Calculate the best-fit line (OLS), slope, intercept, R², correlation, residuals, and prediction confidence intervals from X/Y data points.
Linear regression is the foundation of predictive analytics — and our calculator makes it accessible to everyone. Enter your X and Y data points, and instantly get the best-fit regression line, slope, intercept, R² (coefficient of determination), Pearson correlation, standard error, and full residual analysis.
The calculator uses ordinary least squares (OLS) to minimize the sum of squared residuals, producing the mathematically optimal straight line through your data. Beyond the equation, it provides a prediction tool: enter any X value to get the predicted Y with confidence intervals (90%, 95%, or 99%).
Preset datasets let you explore real-world relationships — study hours vs grades, age vs income, ad spend vs revenue. The residuals table shows how far each data point deviates from the line, and the R² interpretation guide helps you assess the practical strength of your model. It is a quick way to move from raw paired data to a readable model summary without leaving basic statistical diagnostics behind.
Understanding relationships between variables is central to data-driven decision-making. Does increased ad spend actually boost revenue? Do more study hours improve grades? Linear regression quantifies these relationships with mathematical precision.
This calculator eliminates the need for Excel or statistical software for basic regression tasks. The complete output — equation, coefficients, diagnostics, predictions — provides everything needed for reports, homework, and quick analyses.
Slope b₁ = (n·ΣXY − ΣX·ΣY) / (n·ΣX² − (ΣX)²). Intercept b₀ = Ȳ − b₁·X̄. R² = 1 − SS_res/SS_tot. r = ±√R². Standard Error = √(SS_res/(n−2)).
Result: Y = 1.96X + 0.10, R² = 0.9993, r = 0.9997
Near-perfect linear relationship. Each unit increase in X predicts a 1.96 increase in Y. R² of 0.9993 means 99.93% of Y's variance is explained by X.
OLS regression finds slope b₁ and intercept b₀ that minimize Σ(yᵢ − ŷᵢ)², the sum of squared residuals. The closed-form solution yields b₁ = (n·ΣXY − ΣX·ΣY)/(n·ΣX² − (ΣX)²) and b₀ = Ȳ − b₁·X̄. This is computationally efficient and produces the unique global minimum for linear models.
The choice to minimize squared (not absolute) residuals gives OLS desirable statistical properties: unbiased estimates, minimum variance among linear estimators (Gauss-Markov theorem), and equivalence to Maximum Likelihood Estimation under normally distributed errors.

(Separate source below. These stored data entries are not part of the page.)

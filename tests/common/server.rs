//! Test server and socket client
//!
//! Spawns the real router on `127.0.0.1:0` and talks to it over
//! `tokio-tungstenite`, so tests exercise the handshake, the session loop
//! and the wire format together.

use std::net::SocketAddr;
use std::time::Duration;

use futures_util::{SinkExt, StreamExt};
use serde_json::{json, Value};
use sqlx::SqlitePool;
use teamhub::backend::auth::users::User;
use teamhub::backend::routes::create_router;
use teamhub::backend::server::AppState;
use teamhub::shared::ServerEvent;
use tokio::net::TcpStream;
use tokio_tungstenite::tungstenite::Message;
use tokio_tungstenite::{connect_async, MaybeTlsStream, WebSocketStream};
use uuid::Uuid;

use super::auth_helpers::{generate_test_token, test_keys};
use super::database::create_test_pool;

pub const EVENT_TIMEOUT: Duration = Duration::from_secs(2);
pub const QUIET_PERIOD: Duration = Duration::from_millis(200);

pub struct TestServer {
    pub addr: SocketAddr,
    pub pool: SqlitePool,
    pub state: AppState,
}

impl TestServer {
    pub async fn start() -> Self {
        let pool = create_test_pool().await;
        let state = AppState::new(pool.clone(), test_keys());
        let app = create_router(state.clone());

        let listener = tokio::net::TcpListener::bind("127.0.0.1:0")
            .await
            .expect("Failed to bind test listener");
        let addr = listener.local_addr().expect("Listener has no address");
        tokio::spawn(async move {
            axum::serve(listener, app).await.expect("Test server failed");
        });

        Self { addr, pool, state }
    }

    pub fn socket_url(&self, token: Option<&str>) -> String {
        match token {
            Some(token) => format!("ws://{}/socket?token={}", self.addr, token),
            None => format!("ws://{}/socket", self.addr),
        }
    }

    /// Connect as `user` and wait for the `connected` event
    pub async fn connect(&self, user: &User) -> WsClient {
        let token = generate_test_token(user.id, &user.email);
        let (stream, _) = connect_async(self.socket_url(Some(&token)))
            .await
            .expect("Socket handshake failed");
        let mut client = WsClient::from_stream(user.id, stream);
        client
            .recv_until(|e| matches!(e, ServerEvent::Connected { .. }))
            .await;
        client
    }
}

pub struct WsClient {
    pub user_id: Uuid,
    stream: WebSocketStream<MaybeTlsStream<TcpStream>>,
    next_ack: u64,
}

impl WsClient {
    pub fn from_stream(user_id: Uuid, stream: WebSocketStream<MaybeTlsStream<TcpStream>>) -> Self {
        Self {
            user_id,
            stream,
            next_ack: 1,
        }
    }

    /// Send an event without an ack id
    pub async fn emit(&mut self, event: &str, data: Value) {
        let frame = json!({ "event": event, "data": data });
        self.send_raw(&frame.to_string()).await;
    }

    /// Send an event and wait for the matching ack
    pub async fn request(&mut self, event: &str, data: Value) -> teamhub::shared::Ack {
        let ack_id = self.next_ack;
        self.next_ack += 1;
        let frame = json!({ "event": event, "data": data, "ackId": ack_id });
        self.send_raw(&frame.to_string()).await;

        match self
            .recv_until(|e| matches!(e, ServerEvent::Ack(ack) if ack.ack_id == Some(ack_id)))
            .await
        {
            ServerEvent::Ack(ack) => ack,
            _ => unreachable!(),
        }
    }

    pub async fn send_raw(&mut self, text: &str) {
        self.stream
            .send(Message::text(text.to_string()))
            .await
            .expect("Failed to send frame");
    }

    /// Next server event, failing the test after `EVENT_TIMEOUT`
    pub async fn next_event(&mut self) -> ServerEvent {
        tokio::time::timeout(EVENT_TIMEOUT, self.read_event())
            .await
            .expect("Timed out waiting for server event")
            .expect("Socket closed while waiting for event")
    }

    /// Skip events until one matches
    pub async fn recv_until(&mut self, predicate: impl Fn(&ServerEvent) -> bool) -> ServerEvent {
        loop {
            let event = self.next_event().await;
            if predicate(&event) {
                return event;
            }
        }
    }

    /// Collect every event that arrives within `QUIET_PERIOD`
    pub async fn drain(&mut self) -> Vec<ServerEvent> {
        let mut events = Vec::new();
        while let Ok(Some(event)) = tokio::time::timeout(QUIET_PERIOD, self.read_event()).await {
            events.push(event);
        }
        events
    }

    pub async fn close(mut self) {
        let _ = self.stream.close(None).await;
        // wait for the server to finish the close handshake
        while let Ok(Some(_)) = tokio::time::timeout(EVENT_TIMEOUT, self.stream.next()).await {}
    }

    async fn read_event(&mut self) -> Option<ServerEvent> {
        while let Some(frame) = self.stream.next().await {
            match frame.ok()? {
                Message::Text(text) => {
                    return Some(
                        serde_json::from_str(text.as_str()).expect("Server sent an unknown event"),
                    )
                }
                Message::Close(_) => return None,
                _ => continue,
            }
        }
        None
    }
}

/// Status changes for `user` among `events`
pub fn status_changes(events: &[ServerEvent], user: Uuid) -> Vec<String> {
    events
        .iter()
        .filter_map(|event| match event {
            ServerEvent::UserStatusChanged { user_id, status } if *user_id == user => {
                Some(status.clone())
            }
            _ => None,
        })
        .collect()
}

Linear regression assumes: (1) Linear relationship between X and Y, (2) Independent observations, (3) Homoscedasticity (constant residual variance), (4) Normally distributed residuals. Violations don't invalidate the regression but affect confidence intervals and hypothesis tests. The residuals table helps diagnose issues — look for patterns, increasing spread, or extreme outliers.
This calculator handles simple (one X) linear regression. Real-world problems often involve multiple predictors (multiple regression): Y = b₀ + b₁X₁ + b₂X₂ + ... + bₖXₖ. The concept is identical — OLS minimizes squared residuals — but the math uses matrix algebra. Tools like R, Python, and Excel handle multiple regression; our calculator provides the foundational understanding.
R² measures how much of Y's variation is explained by the model. 0.90+ is very strong (common in physical sciences). In social sciences, 0.30-0.50 is typical and often useful. There's no universal "good" value — it depends on your field.
r (Pearson correlation) measures the direction and strength of linear association (−1 to +1). R² is r² and measures the proportion of variance explained (0 to 1). R² doesn't indicate direction; r does.
When the relationship is clearly nonlinear (try polynomial or exponential regression). When there are significant outliers (use robust regression). When X and Y aren't truly related (spurious correlation). When data isn't independent (time series need special methods).
It's the average distance data points fall from the regression line, in Y units. Smaller SE means tighter fit. Roughly 68% of data falls within ±1 SE of the line, 95% within ±2 SE.
Minimum 3 for any meaningful regression, but 20-30+ is recommended for reliable R² and confidence intervals. With just 2 points, R² is always 1.0 (a line always passes through 2 points).
Residuals = actual Y − predicted Y. They should be randomly scattered around zero. Patterns in residuals (curves, fans, clusters) suggest the linear model is inadequate and you may need a different approach.